I’m shooting tethered with a 1DsIII to a macbook pro, Canon remote software with Lightroom picking up the RAW files automatically as they’re dropped onto the hard drive. It takes about 10 seconds for each 22MB RAW image to transfer and show up which is a little annoying, but it’s certainly a more instant feedback than film would be and at least you get to see the image on the screen. I’ve heard that the camera to computer transfer time is much faster on a windows box (which I usually use), something to do with inefficient USB drivers in OSX. I went to go use bootcamp to install vista and try to get that boost, but the DVD drive on the macbook pro won’t read half the disks I insert, so I guess I’m stuck on this gig.
I’ve shot about 100+ images or so of each person. Trying to come up with and capture interesting ‘poses’ or expresions which will be useful in the post production phase of the process. My big thing is trying to make it a comfortable experience for the subjects because that’s how I get a portrait of that person and now just a picture of some guy playing violin.
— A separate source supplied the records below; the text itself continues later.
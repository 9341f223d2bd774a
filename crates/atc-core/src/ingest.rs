//! Aircraft ingest from CSV.
//!
//! Format: a literal `Time,ID,X,Y,Z,SpeedX,SpeedY,SpeedZ` header line
//! followed by one aircraft per line with exactly eight comma-separated
//! fields. Bad rows are skipped and reported; the load as a whole
//! succeeds if at least one aircraft was accepted.

use crate::error::AtcError;
use crate::geometry::{Airspace, Position, Velocity};
use crate::models::validate_callsign;
use crate::rules::{MAX_SPEED, MIN_SPEED};

/// Expected CSV header line.
pub const CSV_HEADER: &str = "Time,ID,X,Y,Z,SpeedX,SpeedY,SpeedZ";

const FIELD_COUNT: usize = 8;

/// One accepted ingest row.
#[derive(Debug, Clone, PartialEq)]
pub struct AircraftSeed {
    /// Entry time from the feed, seconds
    pub time: f64,
    pub callsign: String,
    pub position: Position,
    pub velocity: Velocity,
}

/// A rejected row with its 1-based line number.
#[derive(Debug)]
pub struct IngestRejection {
    pub line_no: usize,
    pub error: AtcError,
}

/// Outcome of parsing a whole CSV document.
#[derive(Debug, Default)]
pub struct LoadReport {
    pub accepted: Vec<AircraftSeed>,
    pub rejected: Vec<IngestRejection>,
}

impl LoadReport {
    /// The load contract: at least one aircraft accepted.
    pub fn is_success(&self) -> bool {
        !self.accepted.is_empty()
    }
}

fn parse_field(raw: &str, name: &str) -> Result<f64, AtcError> {
    raw.trim()
        .parse::<f64>()
        .map_err(|_| AtcError::InvalidInput(format!("unparseable {name}: '{}'", raw.trim())))
}

/// Parse one data row.
pub fn parse_row(line: &str, airspace: &Airspace) -> Result<AircraftSeed, AtcError> {
    let fields: Vec<&str> = line.split(',').collect();
    if fields.len() != FIELD_COUNT {
        return Err(AtcError::InvalidInput(format!(
            "expected {FIELD_COUNT} fields, got {}",
            fields.len()
        )));
    }

    let time = parse_field(fields[0], "time")?;
    let callsign = fields[1].trim().to_string();
    validate_callsign(&callsign)?;

    let position = Position::new(
        parse_field(fields[2], "x")?,
        parse_field(fields[3], "y")?,
        parse_field(fields[4], "z")?,
    );
    let velocity = Velocity::new(
        parse_field(fields[5], "vx")?,
        parse_field(fields[6], "vy")?,
        parse_field(fields[7], "vz")?,
    );

    if !position.is_valid(airspace) {
        return Err(AtcError::OutOfRange(format!(
            "position ({}, {}, {}) outside airspace",
            position.x, position.y, position.z
        )));
    }

    let speed = velocity.speed();
    if !(MIN_SPEED..=MAX_SPEED).contains(&speed) {
        return Err(AtcError::OutOfRange(format!(
            "speed {speed:.1} outside [{MIN_SPEED}, {MAX_SPEED}]"
        )));
    }

    Ok(AircraftSeed {
        time,
        callsign,
        position,
        velocity,
    })
}

/// Parse a whole CSV document, collecting accepted rows and rejections.
pub fn parse_document(contents: &str, airspace: &Airspace) -> LoadReport {
    let mut report = LoadReport::default();
    let mut lines = contents.lines().enumerate();

    match lines.next() {
        Some((_, header)) if header.trim() == CSV_HEADER => {}
        Some((_, header)) => {
            report.rejected.push(IngestRejection {
                line_no: 1,
                error: AtcError::InvalidInput(format!("unexpected header: '{}'", header.trim())),
            });
        }
        None => return report,
    }

    for (idx, line) in lines {
        if line.trim().is_empty() {
            continue;
        }
        match parse_row(line, airspace) {
            Ok(seed) => report.accepted.push(seed),
            Err(error) => report.rejected.push(IngestRejection {
                line_no: idx + 1,
                error,
            }),
        }
    }

    report
}
//! Core data models for the ATC kernel.

use crate::error::AtcError;
use crate::geometry::{Position, Velocity};
use chrono::Utc;

/// Flight phase of an aircraft inside the controlled volume.
#[derive(Debug, Clone, Copy, Default, PartialEq, Eq)]
pub enum AircraftStatus {
    /// Just entered the airspace, no position advance applied yet
    #[default]
    Entering,
    /// Normal flight
    Cruising,
    /// Maintaining position
    Holding,
    /// Left (or about to leave) the controlled volume; terminal
    Exiting,
    /// Operator-declared emergency
    Emergency,
}

impl AircraftStatus {
    pub fn as_str(&self) -> &'static str {
        match self {
            AircraftStatus::Entering => "ENTERING",
            AircraftStatus::Cruising => "CRUISING",
            AircraftStatus::Holding => "HOLDING",
            AircraftStatus::Exiting => "EXITING",
            AircraftStatus::Emergency => "EMERGENCY",
        }
    }

    pub fn from_tag(tag: u8) -> Option<AircraftStatus> {
        match tag {
            0 => Some(AircraftStatus::Entering),
            1 => Some(AircraftStatus::Cruising),
            2 => Some(AircraftStatus::Holding),
            3 => Some(AircraftStatus::Exiting),
            4 => Some(AircraftStatus::Emergency),
            _ => None,
        }
    }

    pub fn tag(&self) -> u8 {
        match self {
            AircraftStatus::Entering => 0,
            AircraftStatus::Cruising => 1,
            AircraftStatus::Holding => 2,
            AircraftStatus::Exiting => 3,
            AircraftStatus::Emergency => 4,
        }
    }
}

impl std::fmt::Display for AircraftStatus {
    fn fmt(&self, f: &mut std::fmt::Formatter<'_>) -> std::fmt::Result {
        f.write_str(self.as_str())
    }
}

/// Kinematic state of a single aircraft at one instant.
///
/// Invariants: `heading` is re-derived from the horizontal velocity
/// whenever the velocity changes and stays in [0, 360); `timestamp_ms`
/// never decreases for a given aircraft.
#[derive(Debug, Clone, PartialEq)]
pub struct AircraftState {
    pub callsign: String,
    pub position: Position,
    pub velocity: Velocity,
    /// Heading in degrees, [0, 360)
    pub heading: f64,
    pub status: AircraftStatus,
    /// Milliseconds since the Unix epoch
    pub timestamp_ms: u64,
}

impl AircraftState {
    pub fn new(callsign: impl Into<String>, position: Position, velocity: Velocity) -> Self {
        let mut state = Self {
            callsign: callsign.into(),
            position,
            velocity,
            heading: 0.0,
            status: AircraftStatus::Entering,
            timestamp_ms: 0,
        };
        state.update_heading();
        state.touch();
        state
    }

    /// Current 3-D speed.
    pub fn speed(&self) -> f64 {
        self.velocity.speed()
    }

    /// Re-derive the heading from the horizontal velocity components.
    pub fn update_heading(&mut self) {
        self.heading = self.velocity.heading_deg();
    }

    /// Refresh the timestamp, never letting it move backwards.
    pub fn touch(&mut self) {
        let now = Utc::now().timestamp_millis().max(0) as u64;
        if now > self.timestamp_ms {
            self.timestamp_ms = now;
        } else {
            // Clock resolution is coarser than the call rate; keep monotonicity.
            self.timestamp_ms += 1;
        }
    }
}

/// Minimum/maximum callsign length accepted on ingest and in commands.
pub const MIN_CALLSIGN_LEN: usize = 3;
pub const MAX_CALLSIGN_LEN: usize = 10;

/// Validate a callsign: 3..=10 alphanumeric ASCII characters.
pub fn validate_callsign(id: &str) -> Result<(), AtcError> {
    if id.len() < MIN_CALLSIGN_LEN || id.len() > MAX_CALLSIGN_LEN {
        return Err(AtcError::InvalidInput(format!(
            "callsign '{id}' must be {MIN_CALLSIGN_LEN}-{MAX_CALLSIGN_LEN} characters"
        )));
    }
    if !id.chars().all(|c| c.is_ascii_alphanumeric()) {
        return Err(AtcError::InvalidInput(format!(
            "callsign '{id}' must be alphanumeric"
        )));
    }
    Ok(())
}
To that end, I like to keep it largely one-on-one, with the clients and other gaggle of agency people and the like not right there watching while I shoot. I’m happy to show them work at intervals, but this is a case of where too many cooks really does spoil things. Makes the subject feel like they’re on trial.
After everyone (the client team, art director, me, and anyone else who happens to want to weigh in) is happy with the images from each subject, my assistant copies the RAW onto a couple external drives just in case all hell breaks loose. BTW, I needed a couple drives for the shoot and so went to techserve the other day and picked up a couple 250GB Lacie Little Disk drives for $139 a piece. Not the cheapest for bus powered little drives, but they’re bost USB2 and Firewire which we’ve found is substantially faster for this kind of thing.
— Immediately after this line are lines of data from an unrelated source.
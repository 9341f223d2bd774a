//! Message bus: typed envelopes, fixed-layout wire codec, bounded
//! in-process transport.

pub mod channel;
pub mod messages;
pub mod wire;

pub use channel::{message_channel, MessageBus, MessageReceiver, CHANNEL_CAPACITY};
pub use messages::{
    AlertData, AlertLevel, CommandData, Message, MessagePayload, MessageType, StatusResponseData,
};
//! ATC system driver: load aircraft, start the kernel, run until
//! shutdown.

use anyhow::{Context, Result};
use atc_system::{Config, Controller};
use clap::Parser;
use std::path::PathBuf;
use tracing_subscriber::{layer::SubscriberExt, util::SubscriberInitExt};

/// Air traffic control surveillance and separation kernel.
#[derive(Parser, Debug)]
#[command(author, version, about)]
struct Args {
    /// Aircraft ingest file (CSV: Time,ID,X,Y,Z,SpeedX,SpeedY,SpeedZ)
    aircraft_data_file: PathBuf,
}

#[tokio::main]
async fn main() -> Result<()> {
    tracing_subscriber::registry()
        .with(tracing_subscriber::fmt::layer())
        .with(
            tracing_subscriber::EnvFilter::from_default_env()
                .add_directive("atc_system=info".parse()?),
        )
        .init();

    let args = Args::parse();
    tracing::info!("starting ATC system");

    let config = Config::from_env();
    let controller = Controller::new(config);

    controller
        .ingest_file(&args.aircraft_data_file)
        .with_context(|| {
            format!(
                "failed to load aircraft data from {}",
                args.aircraft_data_file.display()
            )
        })?;

    controller.start();
    controller.start_console();
    controller.run_until_shutdown().await;
    controller.shutdown().await;

    Ok(())
}
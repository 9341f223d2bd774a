//! In-process message transport.
//!
//! Components exchange encoded frames over a bounded queue; the bus
//! never blocks a periodic cycle. A full queue surfaces as
//! `ResourceExhaustion` to the sender and the message is dropped.

use super::messages::Message;
use super::wire;
use atc_core::AtcError;
use tokio::sync::mpsc;

/// Maximum queued frames before senders are refused.
pub const CHANNEL_CAPACITY: usize = 100;

/// Cloneable sending half.
#[derive(Clone)]
pub struct MessageBus {
    tx: mpsc::Sender<Vec<u8>>,
}

impl MessageBus {
    /// Encode and enqueue a message without blocking.
    pub fn send(&self, msg: &Message) -> Result<(), AtcError> {
        let frame = wire::encode(msg);
        self.tx.try_send(frame).map_err(|err| match err {
            mpsc::error::TrySendError::Full(_) => {
                AtcError::ResourceExhaustion(format!("message queue full ({CHANNEL_CAPACITY})"))
            }
            mpsc::error::TrySendError::Closed(_) => {
                AtcError::TransientIo("message channel closed".into())
            }
        })
    }
}

/// Receiving half, held by the controller's message pump.
pub struct MessageReceiver {
    rx: mpsc::Receiver<Vec<u8>>,
}

impl MessageReceiver {
    /// Await the next frame and decode it. `None` once all senders are
    /// gone.
    pub async fn recv(&mut self) -> Option<Result<Message, AtcError>> {
        let frame = self.rx.recv().await?;
        Some(wire::decode(&frame))
    }

    /// Drain without waiting; used in tests and shutdown.
    pub fn try_recv(&mut self) -> Option<Result<Message, AtcError>> {
        self.rx.try_recv().ok().map(|frame| wire::decode(&frame))
    }
}

/// Create a connected bus/receiver pair.
pub fn message_channel() -> (MessageBus, MessageReceiver) {
    let (tx, rx) = mpsc::channel(CHANNEL_CAPACITY);
    (MessageBus { tx }, MessageReceiver { rx })
}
Most of them are wearing black, so I’m exposing to the right when I can to try to minimize the amount of noise in the material and shadows, and then pulling back the exposure a half a stop or so in Lightroom. It seems to be working. Unfortunately most of the men are also wearing white shirts which means I’ve got to be careful not to blow out the highlights on the other end of the spectrum.
That’s about it for now, but I’ll come back with more tales of the shoot tomorrow.
We’ll be back to regular posts and programming soon enough.